Immediately upon this my cheerful sister expressed her view of the matter through the open parlor door. “Brother Noah, it’s a robber. Don’t let him in!”

What would the Good Samaritan have done in my place? Assuredly he would have run the risk and opened the door. I imitated the Good Samaritan.

A man, dripping wet, with a knapsack on his back and a thick stick in his hand, staggered in, and would, I think, have fallen in the passage if I had not caught him by the arm. Judith peeped out at the parlor door, and said, “He’s drunk.” Felicia was behind her, holding up a lighted candle, the better to see what was going on. “Look at his face, aunt,” says she. “Worn out with fatigue, poor man. Bring him in, father—bring him in.”

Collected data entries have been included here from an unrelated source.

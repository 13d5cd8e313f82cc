use thiserror::Error;

/// Errors returned by [`Tokenizer::parse`] and [`Tokenizer::count`].
///
/// The token pool stays valid up to the tokens allocated so far, and the
/// tokenizer state is preserved: [`Partial`](Error::Partial) is resumable by
/// calling again with an extended buffer, while the other two require either
/// a larger pool or a [`reset`](Tokenizer::reset).
///
/// [`Tokenizer::parse`]: crate::Tokenizer::parse
/// [`Tokenizer::count`]: crate::Tokenizer::count
/// [`Tokenizer::reset`]: crate::Tokenizer::reset
#[derive(Error, Debug, Clone, Copy, PartialEq, Eq)]
pub enum Error {
    /// The token pool filled up mid-parse.
    #[error("not enough tokens were provided")]
    NoMemory,
    /// Ungrammatical input at the current position.
    #[error("invalid character inside JSON input")]
    Invalid,
    /// Input ended mid-element or with unclosed containers.
    #[error("input is not a full JSON document, more bytes expected")]
    Partial,
}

Good Felicia! I was proud of my girl. “He’ll spoil the carpet,” says sister Judith. I said, “Silence, for shame!” and brought him in, and dropped him dripping into my own armchair. Would the Good Samaritan have thought of his carpet or his chair? I did think of them, but I overcame it. Ah, we are a decadent generation in these latter days!

“Be quick, father”’ says Felicia; “he’ll faint if you don’t give him something!”

I took out one of our little drinking cups (called among us a “Quaigh”), while Felicia, instructed by me, ran to the kitchen for the cream-jug. Filling the cup with whisky and cream in equal proportions, I offered it to him. He drank it off as if it had been so much water. “Stimulant and nourishment, you’ll observe, sir, in equal portions,” I remarked to him. “How do you feel now?”

“Ready for another,” says he.

Felicia burst out laughing. I gave him another. As I turned to hand it to him, sister Judith came behind me, and snatched away the cream-jug. Never a generous person, sister Judith, at the best of times—more especially in the matter of cream.